Following the diagnosis of pheochromocytoma, medical management should be initiated with phenoxybenzamine (or alpha-1 adrenergic receptor antagonists, such as prazosin) to block alpha-adrenergic activity. Diuretics should not be used, and re-expansion of plasma volume may be accomplished by liberal salt or fluid intake. Low doses of a beta blocker such as propranolol are useful adjuncts to control blood pressure and cardiac tachyarrhythmias, but only after alpha blockade is established. Labetalol, an alpha- and beta-adrenergic blocker, has also been shown to be effective in the control of blood pressure and symptoms of pheochromocytoma. The use of combined alpha- and beta-adrenergic blockers or calcium antagonists can be continued on a long-term basis when the tumor is unresectable. For more refractory cases, or when severe and prolonged hypertension results from malignant disease, alpha-methyl-para-tyrosine is effective by inhibiting catecholamine synthesis.[1,2,3] This drug can decrease circulating catecholamines by 80% and alleviate many disease-related symptoms.[1,2,3,4]

References:

1. Manger WM, Gifford RW: Pheochromocytoma. New York: Springer-Verlag, 1977.

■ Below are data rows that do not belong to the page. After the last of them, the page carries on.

impl<'a> Trainer<'a> {
    pub fn new(
        encoder: &'a DualEncoder,
        tokenizer: &'a dyn Tokenizer,
        head_config: HeadConfig,
        config: TrainingConfig,
        device: Device,
    ) -> EmbeddingResult<Self> {
        config.validate()?;
        let head = SimilarityHead::new(head_config)?;

        let mut optimizer = AdamW::new(config.optimizer.clone());
        for var in encoder.trainable_vars() {
            optimizer.add_param(var)?;
        }

        Ok(Self {
            encoder,
            tokenizer,
            head,
            optimizer,
            config,
            history: TrainingHistory::default(),
            device,
            evals_since_best: 0,
        })
    }

    pub fn config(&self) -> &TrainingConfig {
        &self.config
    }

    pub fn history(&self) -> &TrainingHistory {
        &self.history
    }

    pub fn current_lr(&self) -> f64 {
        self.optimizer.current_lr()
    }

    /// Head output for one batch. `train` selects the dropout forward.
    pub fn batch_output(&self, batch: &TrainingBatch, train: bool) -> EmbeddingResult<HeadOutput> {
        if batch.is_empty() {
            return Err(EmbeddingError::EmptyInput);
        }
        let n_hard = self.head.config().num_hard_negatives;

        let questions = batch.questions();
        let query_tokens = self.tokenizer.tokenize(
            &questions,
            self.encoder.tower(TowerRole::Query).max_seq_len(),
            &self.device,
        )?;

        let passages: Vec<(Option<&str>, &str)> = batch
            .passages(n_hard)
            .into_iter()
            .map(|p| (p.title(), p.text.as_str()))
            .collect();
        let passage_tokens = self.tokenizer.tokenize_titled(
            &passages,
            self.encoder.tower(TowerRole::Passage).max_seq_len(),
            self.config.embed_title,
            &self.device,
        )?;

        let output = if train {
            self.encoder
                .forward_train(Some(&query_tokens), Some(&passage_tokens))?
        } else {
            self.encoder.forward(Some(&query_tokens), Some(&passage_tokens))?
        };

        let (binary_query, dense_query, binary_passages) = match (
            output.binary_query.as_ref(),
            output.dense_query.as_ref(),
            output.binary_passage.as_ref(),
        ) {
            (Some(bq), Some(dq), Some(bp)) => (bq, dq, bp),
            _ => {
                return Err(EmbeddingError::TensorError {
                    message: "dual encoder omitted an output for a present batch".to_string(),
                })
            }
        };

        self.head.forward(&HeadInput {
            binary_query,
            dense_query,
            binary_passages,
        })
    }

    /// One optimizer step on a single batch.
    pub fn train_step(&mut self, batch: &TrainingBatch) -> EmbeddingResult<LossComponents> {
        let output = self.batch_output(batch, true)?;
        self.apply_update(vec![output.loss])?;
        Ok(output.components)
    }

    /// Average the accumulated batch losses and take one optimizer step.
    fn apply_update(&mut self, losses: Vec<Tensor>) -> EmbeddingResult<()> {
        let count = losses.len();
        if count == 0 {
            return Ok(());
        }
        let stacked = Tensor::stack(&losses, 0).map_err(map_candle)?;
        let loss = stacked
            .sum_all()
            .and_then(|t| t.affine(1.0 / count as f64, 0.0))
            .map_err(map_candle)?;
        self.optimizer.step(&loss)?;
        self.history.total_steps += 1;
        Ok(())
    }

    /// Dev loss and accuracy over a full pass of `loader`, without dropout.
    pub fn evaluate(&self, loader: &mut SimilarityDataLoader) -> EmbeddingResult<EvalMetrics> {
        if loader.is_empty() {
            return Err(EmbeddingError::EmptyInput);
        }
        loader.reset();

        let mut loss_sum = 0.0f32;
        let mut acc_sum = 0.0f32;
        let mut seen = 0usize;
        let mut num_batches = 0usize;
        while let Some(batch) = loader.next_batch(num_batches) {
            let output = self.batch_output(&batch, false)?;
            let weight = batch.len() as f32;
            loss_sum += output.components.total * weight;
            acc_sum += output.top1_accuracy()? * weight;
            seen += batch.len();
            num_batches += 1;
        }

        Ok(EvalMetrics {
            loss: loss_sum / seen as f32,
            accuracy: acc_sum / seen as f32,
            num_batches,
        })
    }

    /// Record a dev evaluation, checkpointing on improvement.
    ///
    /// Returns true if training should continue, false if early stopping
    /// triggered.
    pub fn record_evaluation(&mut self, metrics: EvalMetrics) -> EmbeddingResult<bool> {
        let step = self.history.total_steps;
        self.history.evaluations.push((step, metrics));

        let improved = match self.history.best_loss {
            None => true,
            Some(best) => metrics.loss < best - self.config.early_stopping_min_delta,
        };

        if improved {
            self.history.best_loss = Some(metrics.loss);
            self.history.best_step = step;
            self.evals_since_best = 0;
            if let Some(dir) = &self.config.checkpoint_dir {
                self.encoder.save(dir)?;
                tracing::info!(step, loss = metrics.loss, dir = %dir.display(), "saved best encoder");
            }
        } else {
            self.evals_since_best += 1;
        }

        tracing::info!(
            step,
            loss = metrics.loss,
            accuracy = metrics.accuracy,
            improved,
            "dev evaluation"
        );

        if let Some(patience) = self.config.early_stopping_patience {
            if self.evals_since_best >= patience {
                self.history.early_stopped = true;
                tracing::info!(step, patience, "early stopping");
                return Ok(false);
            }
        }
        Ok(true)
    }

    /// Full training run.
    ///
    /// # Errors
    /// - `EmptyInput` if `train` has no usable examples
    /// - `ConfigError` if a loader's hard-negative count differs from the head's
    #[tracing::instrument(skip_all, fields(train = train.len(), epochs = self.config.epochs))]
    pub fn train(
        &mut self,
        train: &mut SimilarityDataLoader,
        mut dev: Option<&mut SimilarityDataLoader>,
    ) -> EmbeddingResult<TrainingHistory> {
        if train.is_empty() {
            return Err(EmbeddingError::EmptyInput);
        }
        let n_hard = self.head.config().num_hard_negatives;
        let loaders = std::iter::once(&*train).chain(dev.as_deref());
        for loader in loaders {
            if loader.num_hard_negatives() != n_hard {
                return Err(EmbeddingError::config(format!(
                    "data loader yields {} hard negatives per question but the head expects {}",
                    loader.num_hard_negatives(),
                    n_hard
                )));
            }
        }
        if dev.as_ref().is_some_and(|d| d.is_empty()) {
            tracing::warn!("dev set is empty; training without evaluation");
            dev = None;
        }

        let grad_acc = self.config.grad_acc_steps;
        let steps_per_epoch = train.num_batches().div_ceil(grad_acc);
        self.optimizer
            .set_total_steps(steps_per_epoch * self.config.epochs);

        tracing::info!(
            batches = train.num_batches(),
            steps_per_epoch,
            params = self.optimizer.num_params(),
            "starting training"
        );

        'epochs: for epoch in 1..=self.config.epochs {
            train.shuffle_epoch();

            let mut sum = LossComponents::default();
            let mut num_batches = 0usize;
            let mut pending = Vec::with_capacity(grad_acc);
            let mut evaluated_at = None;

            while let Some(batch) = train.next_batch(num_batches) {
                let output = self.batch_output(&batch, true)?;
                sum.candidate += output.components.candidate;
                sum.rerank += output.components.rerank;
                sum.total += output.components.total;
                num_batches += 1;
                pending.push(output.loss);

                if pending.len() < grad_acc {
                    continue;
                }
                self.apply_update(std::mem::take(&mut pending))?;
                tracing::debug!(
                    epoch,
                    step = self.history.total_steps,
                    lr = self.optimizer.current_lr(),
                    loss = output.components.total,
                    "train step"
                );

                let step = self.history.total_steps;
                if self.config.evaluate_every > 0 && step % self.config.evaluate_every == 0 {
                    if let Some(dev) = dev.as_deref_mut() {
                        let metrics = self.evaluate(dev)?;
                        evaluated_at = Some(step);
                        if !self.record_evaluation(metrics)? {
                            self.finish_epoch(epoch, sum, num_batches, Some(metrics));
                            break 'epochs;
                        }
                    }
                }
            }
            self.apply_update(pending)?;

            let mut eval_metrics = None;
            if let Some(dev) = dev.as_deref_mut() {
                if evaluated_at == Some(self.history.total_steps) {
                    eval_metrics = self.history.evaluations.last().map(|(_, m)| *m);
                } else {
                    let metrics = self.evaluate(dev)?;
                    eval_metrics = Some(metrics);
                    if !self.record_evaluation(metrics)? {
                        self.finish_epoch(epoch, sum, num_batches, eval_metrics);
                        break;
                    }
                }
            }
            self.finish_epoch(epoch, sum, num_batches, eval_metrics);
        }

        if dev.is_none() {
            if let Some(dir) = &self.config.checkpoint_dir {
                self.encoder.save(dir)?;
                tracing::info!(dir = %dir.display(), "saved final encoder");
            }
        }

        Ok(self.history.clone())
    }

    fn finish_epoch(
        &mut self,
        epoch: usize,
        sum: LossComponents,
        num_batches: usize,
        eval_metrics: Option<EvalMetrics>,
    ) {
        let n = num_batches.max(1) as f32;
        let avg_loss = LossComponents {
            candidate: sum.candidate / n,
            rerank: sum.rerank / n,
            total: sum.total / n,
        };
        let is_best = eval_metrics.is_some()
            && self.history.best_step == self.history.total_steps
            && self
                .history
                .evaluations
                .last()
                .is_some_and(|(step, _)| *step == self.history.total_steps);

        tracing::info!(
            epoch,
            loss = avg_loss.total,
            candidate = avg_loss.candidate,
            rerank = avg_loss.rerank,
            is_best,
            "epoch complete"
        );

        self.history.epochs.push(EpochResult {
            epoch,
            avg_loss,
            num_batches,
            eval_metrics,
            is_best,
        });
    }
}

2. Young JB, Landsberg L: Catecholamines and the adrenal medulla: pheochromocytoma. In: Wilson JD, Foster DW, Kronenberg HM, et al., eds.: Williams Textbook of Endocrinology. 9th ed. Philadelphia, Pa: W.B. Saunders Company, 1998, pp 705-716.
3. Bravo EL, Gifford RW Jr: Current concepts. Pheochromocytoma: diagnosis, localization and management. N Engl J Med 311 (20): 1298-303, 1984.
4. Bravo EL: Evolving concepts in the pathophysiology, diagnosis, and treatment of pheochromocytoma. Endocr Rev 15 (3): 356-68, 1994.